● The problem
Every line below between the one holding "Err(e) => return" and the one holding "let now = Utc::now();", inclusive, should be copied exactly, and no other line.
#### Material to process ####
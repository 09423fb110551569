use csv::{ReaderBuilder, StringRecord, Trim};

use super::InputError;
use crate::evaluator::SequenceRecord;

/// Column positions resolved from the header row.
struct Columns {
    gene: usize,
    protein: Option<usize>,
    chromosome: Option<usize>,
    sequence: usize,
}

impl Columns {
    fn resolve(headers: &StringRecord) -> Result<Self, InputError> {
        let find = |name: &str| headers.iter().position(|h| h.eq_ignore_ascii_case(name));

        Ok(Self {
            gene: find("gene").ok_or(InputError::MissingColumn("gene"))?,
            protein: find("protein"),
            chromosome: find("chromosome"),
            sequence: find("sequence").ok_or(InputError::MissingColumn("sequence"))?,
        })
    }

    fn record(&self, row: &StringRecord) -> SequenceRecord {
        let field = |i: usize| {
            row.get(i)
                .filter(|v| !v.is_empty())
                .map(str::to_string)
        };

        SequenceRecord {
            gene_name: field(self.gene),
            protein_name: self.protein.and_then(field),
            chromosome: self.chromosome.and_then(field),
            sequence: row
                .get(self.sequence)
                .unwrap_or_default()
                .chars()
                .filter(|c| !c.is_whitespace())
                .collect(),
        }
    }
}

/// Parse delimited text with a header row naming `gene` and `sequence`
/// (plus optional `protein` and `chromosome`) columns.
pub fn parse(text: &str, delimiter: u8) -> Result<Vec<SequenceRecord>, InputError> {
    if text.trim().is_empty() {
        return Err(InputError::Empty);
    }

    let mut reader = ReaderBuilder::new()
        .delimiter(delimiter)
        .trim(Trim::All)
        .flexible(true)
        .from_reader(text.as_bytes());

    let columns = Columns::resolve(reader.headers()?)?;

    let records = reader
        .records()
        .map(|row| row.map(|r| columns.record(&r)))
        .collect::<Result<Vec<_>, _>>()?;

    if records.is_empty() {
        return Err(InputError::NoRecords);
    }

    Ok(records)
}

#[cfg(test)]
mod tests {
    use super::*;

    #[test]
    fn csv_with_mixed_case_headers() {
        let text = "Gene,Protein,Chromosome,Sequence\nBRCA1,Breast cancer 1,17,mdlsa\nTP53,,,MEEPQ\n";
        let records = parse(text, b',').unwrap();

        assert_eq!(records.len(), 2);
        assert_eq!(records[0].gene_name.as_deref(), Some("BRCA1"));
        assert_eq!(records[0].sequence, "mdlsa");
        assert_eq!(records[1].protein_name, None);
        assert_eq!(records[1].chromosome, None);
    }

    #[test]
    fn tsv_without_optional_columns() {
        let text = "sequence\tgene\nKRSAAA\tX1\n";
        let records = parse(text, b'\t').unwrap();

        assert_eq!(records[0].gene_name.as_deref(), Some("X1"));
        assert_eq!(records[0].chromosome, None);
    }

    #[test]
    fn missing_required_column() {
        let err = parse("gene,chromosome\nA,1\n", b',').unwrap_err();
        assert!(matches!(err, InputError::MissingColumn("sequence")));
    }

    #[test]
    fn header_only_has_no_records() {
        assert!(matches!(parse("gene,sequence\n", b','), Err(InputError::NoRecords)));
    }
}
// Analysis pipeline
//
// Applies one step of the state machine to a persisted analysis and runs the
// terminal side effects once the final stage is reached. Every failure after
// creation ends in the `failed` status; the driver only sees an error when the
// store itself could not be written.

use chrono::Utc;
use std::sync::Arc;
use thiserror::Error;
use tracing::{error, info, warn};
use uuid::Uuid;

use crate::analysis::{
    advance, artifacts, transition, Analysis, AnalysisEvent, AnalysisStatus, NewAnalysis,
    ResultArtifact, TransitionError, ValidationError,
};
use crate::evaluator::{demo, try_evaluate, BiomarkerCandidate, EvaluationError, EvaluationReport};
use crate::input::RecordSource;
use crate::store::{AnalysisStore, StoreError};

pub const CANCELLED_REASON: &str = "cancelled";

#[derive(Debug, Error)]
pub enum PipelineError {
    #[error("invalid request: {0}")]
    InvalidRequest(#[from] ValidationError),

    #[error("analysis {id} not found")]
    NotFound { id: Uuid },

    #[error("illegal transition: {0}")]
    Transition(#[from] TransitionError),

    #[error("store error: {0}")]
    Store(#[from] StoreError),
}

pub struct AnalysisPipeline {
    store: Arc<dyn AnalysisStore>,
    source: Arc<dyn RecordSource>,
    fallback_on_evaluation_error: bool,
}

impl AnalysisPipeline {
    pub fn new(store: Arc<dyn AnalysisStore>, source: Arc<dyn RecordSource>) -> Self {
        Self {
            store,
            source,
            fallback_on_evaluation_error: false,
        }
    }

    /// Store the demonstration candidate and complete when evaluation errors.
    pub fn with_evaluation_fallback(mut self, enabled: bool) -> Self {
        self.fallback_on_evaluation_error = enabled;
        self
    }

    pub fn store(&self) -> &Arc<dyn AnalysisStore> {
        &self.store
    }

    /// Validate a request and persist it as a queued analysis.
    pub async fn create(&self, request: NewAnalysis) -> Result<Analysis, PipelineError> {
        let analysis = Analysis::new(request)?;
        self.store.insert_analysis(&analysis).await?;

        info!(
            analysis.id = %analysis.id,
            owner = %analysis.owner,
            name = %analysis.name,
            "Analysis queued"
        );
        Ok(analysis)
    }

    pub async fn get(&self, owner: &str, id: Uuid) -> Result<Analysis, PipelineError> {
        self.store
            .get_analysis(owner, id)
            .await?
            .ok_or(PipelineError::NotFound { id })
    }

    /// Move the analysis one stage forward and persist it.
    ///
    /// The step that enters the final stage also evaluates the input, stores
    /// candidates and artifacts, and completes (or fails) the analysis. A
    /// running analysis already at the final stage retries that work.
    pub async fn step(&self, owner: &str, id: Uuid) -> Result<Analysis, PipelineError> {
        let current = self.get(owner, id).await?;
        if current.status == AnalysisStatus::Running
            && current.current_stage.is_some_and(|stage| stage.is_final())
        {
            info!(analysis.id = %id, "Retrying results generation");
            return self.finish(current).await;
        }

        let next = advance(&current)?;

        info!(
            analysis.id = %id,
            stage = ?next.current_stage,
            progress = next.progress,
            status = %next.status,
            "Analysis advanced"
        );

        self.write(&current, &next).await?;

        match next.current_stage {
            Some(stage) if stage.is_final() => self.finish(next).await,
            _ => Ok(next),
        }
    }

    /// Stop a non-terminal analysis, recording it as failed.
    pub async fn cancel(&self, owner: &str, id: Uuid) -> Result<Analysis, PipelineError> {
        let current = self.get(owner, id).await?;
        self.fail(&current, CANCELLED_REASON).await
    }

    pub async fn biomarkers(
        &self,
        owner: &str,
        id: Uuid,
    ) -> Result<Vec<BiomarkerCandidate>, PipelineError> {
        Ok(self.store.biomarkers(owner, id).await?)
    }

    pub async fn artifacts(
        &self,
        owner: &str,
        id: Uuid,
    ) -> Result<Vec<ResultArtifact>, PipelineError> {
        Ok(self.store.artifacts(owner, id).await?)
    }

    async fn finish(&self, running: Analysis) -> Result<Analysis, PipelineError> {
        let report = match self.evaluate(&running) {
            Ok(report) => report,
            Err(e) if self.fallback_on_evaluation_error => {
                warn!(
                    analysis.id = %running.id,
                    error = %e,
                    "Evaluation failed, storing demonstration biomarker"
                );
                match try_evaluate(&[demo::fallback_record()]) {
                    Ok(report) => report,
                    Err(e) => return self.fail(&running, &e.to_string()).await,
                }
            }
            Err(e) => {
                error!(analysis.id = %running.id, error = %e, "Evaluation failed");
                return self.fail(&running, &e.to_string()).await;
            }
        };

        let now = Utc::now();
        let artifacts = artifacts::build(running.id, &report, now);
        let completed = transition(&running, &AnalysisEvent::Complete, now)?;

        if let Err(e) = self
            .store
            .record_results(&completed, &report.candidates, &artifacts)
            .await
        {
            error!(analysis.id = %running.id, error = %e, "Failed to store analysis results");
            self.mark_failed(&running, &e).await;
            return Err(e.into());
        }

        info!(
            analysis.id = %completed.id,
            biomarkers = report.candidates.len(),
            artifacts = artifacts.len(),
            "Analysis completed"
        );
        Ok(completed)
    }

    fn evaluate(&self, analysis: &Analysis) -> Result<EvaluationReport, EvaluationError> {
        let records = self.source.load(analysis)?;
        try_evaluate(&records)
    }

    async fn fail(&self, current: &Analysis, reason: &str) -> Result<Analysis, PipelineError> {
        let failed = transition(
            current,
            &AnalysisEvent::Fail {
                reason: reason.to_string(),
            },
            Utc::now(),
        )?;
        self.write(current, &failed).await?;

        warn!(
            analysis.id = %failed.id,
            stage = ?failed.current_stage,
            progress = failed.progress,
            reason = %reason,
            "Analysis failed"
        );
        Ok(failed)
    }

    /// Persist `next`, falling back to recording `previous` as failed.
    async fn write(&self, previous: &Analysis, next: &Analysis) -> Result<(), PipelineError> {
        if let Err(e) = self.store.update_analysis(next).await {
            error!(analysis.id = %next.id, error = %e, "Failed to persist analysis state");
            if !next.is_terminal() {
                self.mark_failed(previous, &e).await;
            }
            return Err(e.into());
        }
        Ok(())
    }

    async fn mark_failed(&self, analysis: &Analysis, cause: &StoreError) {
        let reason = format!("persistence error: {cause}");
        let failed = match transition(analysis, &AnalysisEvent::Fail { reason }, Utc::now()) {
            Ok(failed) => failed,
            Err(_) => return,
        };

        if let Err(e) = self.store.update_analysis(&failed).await {
            error!(
                analysis.id = %analysis.id,
                error = %e,
                "Could not record persistence failure"
            );
        }
    }
}
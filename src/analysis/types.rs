use chrono::{DateTime, Utc};
use serde::{Deserialize, Serialize};
use std::collections::BTreeMap;
use std::fmt;
use std::path::PathBuf;
use thiserror::Error;
use uuid::Uuid;

/// Named processing phase with its fixed progress percentage.
#[derive(Debug, Clone, Copy, PartialEq, Eq, Hash, Serialize, Deserialize)]
#[serde(rename_all = "snake_case")]
pub enum Stage {
    Preprocessing,
    MutationAnalysis,
    BiomarkerIdentification,
    ResultsGeneration,
}

impl Stage {
    /// Stage table, in execution order.
    pub const ALL: [Stage; 4] = [
        Stage::Preprocessing,
        Stage::MutationAnalysis,
        Stage::BiomarkerIdentification,
        Stage::ResultsGeneration,
    ];

    pub fn progress(self) -> u8 {
        match self {
            Stage::Preprocessing => 25,
            Stage::MutationAnalysis => 65,
            Stage::BiomarkerIdentification => 85,
            Stage::ResultsGeneration => 100,
        }
    }

    pub fn next(self) -> Option<Stage> {
        match self {
            Stage::Preprocessing => Some(Stage::MutationAnalysis),
            Stage::MutationAnalysis => Some(Stage::BiomarkerIdentification),
            Stage::BiomarkerIdentification => Some(Stage::ResultsGeneration),
            Stage::ResultsGeneration => None,
        }
    }

    pub fn is_final(self) -> bool {
        self.next().is_none()
    }

    pub fn as_str(self) -> &'static str {
        match self {
            Stage::Preprocessing => "preprocessing",
            Stage::MutationAnalysis => "mutation_analysis",
            Stage::BiomarkerIdentification => "biomarker_identification",
            Stage::ResultsGeneration => "results_generation",
        }
    }

    pub fn parse(label: &str) -> Option<Stage> {
        Stage::ALL.into_iter().find(|s| s.as_str() == label)
    }
}

impl fmt::Display for Stage {
    fn fmt(&self, f: &mut fmt::Formatter<'_>) -> fmt::Result {
        f.write_str(self.as_str())
    }
}

#[derive(Debug, Clone, Copy, PartialEq, Eq, Hash, Serialize, Deserialize)]
#[serde(rename_all = "snake_case")]
pub enum AnalysisStatus {
    Queued,
    Running,
    Completed,
    Failed,
}

impl AnalysisStatus {
    pub fn is_terminal(self) -> bool {
        matches!(self, AnalysisStatus::Completed | AnalysisStatus::Failed)
    }

    pub fn as_str(self) -> &'static str {
        match self {
            AnalysisStatus::Queued => "queued",
            AnalysisStatus::Running => "running",
            AnalysisStatus::Completed => "completed",
            AnalysisStatus::Failed => "failed",
        }
    }

    pub fn parse(label: &str) -> Option<AnalysisStatus> {
        match label {
            "queued" => Some(AnalysisStatus::Queued),
            "running" => Some(AnalysisStatus::Running),
            "completed" => Some(AnalysisStatus::Completed),
            "failed" => Some(AnalysisStatus::Failed),
            _ => None,
        }
    }
}

impl fmt::Display for AnalysisStatus {
    fn fmt(&self, f: &mut fmt::Formatter<'_>) -> fmt::Result {
        f.write_str(self.as_str())
    }
}

pub const MAX_DESCRIPTION_LEN: usize = 2000;

#[derive(Debug, Error, Clone, PartialEq, Eq)]
pub enum ValidationError {
    #[error("analysis name is required")]
    MissingName,

    #[error("owner is required")]
    MissingOwner,

    #[error("description exceeds {max} characters")]
    DescriptionTooLong { max: usize },

    #[error("a genomics file needs a proteomics input to integrate with")]
    GenomicsWithoutInput,
}

/// A request to create an analysis.
#[derive(Debug, Clone, PartialEq, Eq, Serialize, Deserialize)]
pub struct NewAnalysis {
    pub owner: String,
    pub name: String,
    pub description: Option<String>,
    pub input_path: Option<PathBuf>,
    /// Genomics file integrated with `input_path` before evaluation
    #[serde(default)]
    pub genomics_path: Option<PathBuf>,
}

impl NewAnalysis {
    pub fn new(owner: impl Into<String>, name: impl Into<String>) -> Self {
        Self {
            owner: owner.into(),
            name: name.into(),
            description: None,
            input_path: None,
            genomics_path: None,
        }
    }

    pub fn with_description(mut self, description: impl Into<String>) -> Self {
        self.description = Some(description.into());
        self
    }

    pub fn with_input(mut self, path: impl Into<PathBuf>) -> Self {
        self.input_path = Some(path.into());
        self
    }

    pub fn with_genomics(mut self, path: impl Into<PathBuf>) -> Self {
        self.genomics_path = Some(path.into());
        self
    }

    pub fn validate(&self) -> Result<(), ValidationError> {
        if self.owner.trim().is_empty() {
            return Err(ValidationError::MissingOwner);
        }
        if self.name.trim().is_empty() {
            return Err(ValidationError::MissingName);
        }
        if let Some(description) = &self.description {
            if description.chars().count() > MAX_DESCRIPTION_LEN {
                return Err(ValidationError::DescriptionTooLong {
                    max: MAX_DESCRIPTION_LEN,
                });
            }
        }
        if self.genomics_path.is_some() && self.input_path.is_none() {
            return Err(ValidationError::GenomicsWithoutInput);
        }
        Ok(())
    }
}

#[derive(Debug, Clone, PartialEq, Eq, Serialize, Deserialize)]
pub struct Analysis {
    pub id: Uuid,
    pub owner: String,
    pub name: String,
    pub description: Option<String>,
    pub input_path: Option<PathBuf>,
    #[serde(default)]
    pub genomics_path: Option<PathBuf>,
    pub status: AnalysisStatus,
    pub progress: u8,
    pub current_stage: Option<Stage>,
    pub failure_reason: Option<String>,
    pub created_at: DateTime<Utc>,
    pub started_at: Option<DateTime<Utc>>,
    pub completed_at: Option<DateTime<Utc>>,
}

impl Analysis {
    /// Validate the request and build a queued analysis.
    pub fn new(request: NewAnalysis) -> Result<Self, ValidationError> {
        request.validate()?;

        Ok(Self {
            id: Uuid::new_v4(),
            owner: request.owner.trim().to_string(),
            name: request.name.trim().to_string(),
            description: request.description.filter(|d| !d.trim().is_empty()),
            input_path: request.input_path,
            genomics_path: request.genomics_path,
            status: AnalysisStatus::Queued,
            progress: 0,
            current_stage: None,
            failure_reason: None,
            created_at: Utc::now(),
            started_at: None,
            completed_at: None,
        })
    }

    pub fn is_terminal(&self) -> bool {
        self.status.is_terminal()
    }

    /// Progress and stage must match one row of the stage table, or be
    /// (0, none) before the first stage.
    pub fn progress_matches_stage(&self) -> bool {
        match self.current_stage {
            Some(stage) => self.progress == stage.progress(),
            None => self.progress == 0,
        }
    }
}

#[derive(Debug, Clone, Copy, PartialEq, Eq, Serialize, Deserialize)]
#[serde(rename_all = "snake_case")]
pub enum ChartKind {
    Bar,
    Pie,
}

/// Aggregate statistics over one evaluated batch.
#[derive(Debug, Clone, PartialEq, Serialize, Deserialize)]
pub struct AnalysisSummary {
    pub total_entries: usize,
    pub biomarker_count: usize,
    pub biomarker_percentage: f64,
    pub avg_sequence_length: f64,
    pub min_sequence_length: usize,
    pub max_sequence_length: usize,
    pub avg_distinct_symbols: f64,
    pub motif_percentage: f64,
    pub length_criteria_percentage: f64,
}

/// Sequences whose length falls in `[start, start + bin_width)`.
#[derive(Debug, Clone, Copy, PartialEq, Eq, Serialize, Deserialize)]
pub struct LengthBin {
    pub start: usize,
    pub biomarkers: u64,
    pub non_biomarkers: u64,
}

/// One assessed sequence on the length against distinct-residue plane.
#[derive(Debug, Clone, Copy, PartialEq, Eq, Serialize, Deserialize)]
pub struct ScatterPoint {
    pub sequence_length: usize,
    pub distinct_symbols: usize,
    pub is_biomarker: bool,
}

#[derive(Debug, Clone, PartialEq, Serialize, Deserialize)]
#[serde(tag = "kind", rename_all = "snake_case")]
pub enum ArtifactPayload {
    Chart {
        chart: ChartKind,
        counts: BTreeMap<String, u64>,
    },
    Histogram {
        bin_width: usize,
        bins: Vec<LengthBin>,
    },
    Scatter {
        points: Vec<ScatterPoint>,
    },
    Summary(AnalysisSummary),
}

/// Result record attached to an analysis when it reaches its final stage.
#[derive(Debug, Clone, PartialEq, Serialize, Deserialize)]
pub struct ResultArtifact {
    pub id: Uuid,
    pub analysis_id: Uuid,
    pub result_type: String,
    pub payload: ArtifactPayload,
    pub created_at: DateTime<Utc>,
}
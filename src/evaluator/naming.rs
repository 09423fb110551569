use super::criteria::MOTIF_PATTERN;

/// Canonical biomarker name: `{GENE}_{MOTIF}_{LEN}_{CHROM}`.
pub fn canonical_name(
    gene_name: Option<&str>,
    motif_pattern: &str,
    sequence_length: usize,
    chromosome: Option<&str>,
) -> String {
    format!(
        "{}_{}_{}_{}",
        gene_segment(gene_name),
        motif_segment(motif_pattern),
        length_segment(sequence_length),
        chromosome_label(chromosome)
    )
}

fn gene_segment(gene_name: Option<&str>) -> String {
    let stripped: String = gene_name
        .unwrap_or_default()
        .chars()
        .filter(|c| c.is_ascii_alphanumeric())
        .collect();

    if stripped.is_empty() {
        "UNK".to_string()
    } else {
        stripped
    }
}

fn motif_segment(motif_pattern: &str) -> &'static str {
    if motif_pattern == MOTIF_PATTERN {
        "KRS"
    } else {
        "GEN"
    }
}

fn length_segment(sequence_length: usize) -> &'static str {
    match sequence_length {
        n if n > 500 => "L",
        n if n > 200 => "M",
        _ => "S",
    }
}

pub fn chromosome_label(chromosome: Option<&str>) -> String {
    let raw = match chromosome.map(str::trim) {
        Some(c) if !c.is_empty() => c,
        _ => return "X".to_string(),
    };

    let stripped = match raw.get(..3) {
        Some(prefix) if prefix.eq_ignore_ascii_case("chr") => &raw[3..],
        _ => raw,
    };

    if stripped.is_empty() {
        "X".to_string()
    } else {
        stripped.to_uppercase()
    }
}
####
● Response
                    Err(e) => return self.fail(&running, &e.to_string()).await,
                }
            }
            Err(e) => {
                error!(analysis.id = %running.id, error = %e, "Evaluation failed");
                return self.fail(&running, &e.to_string()).await;
            }
        };

        let now = Utc::now();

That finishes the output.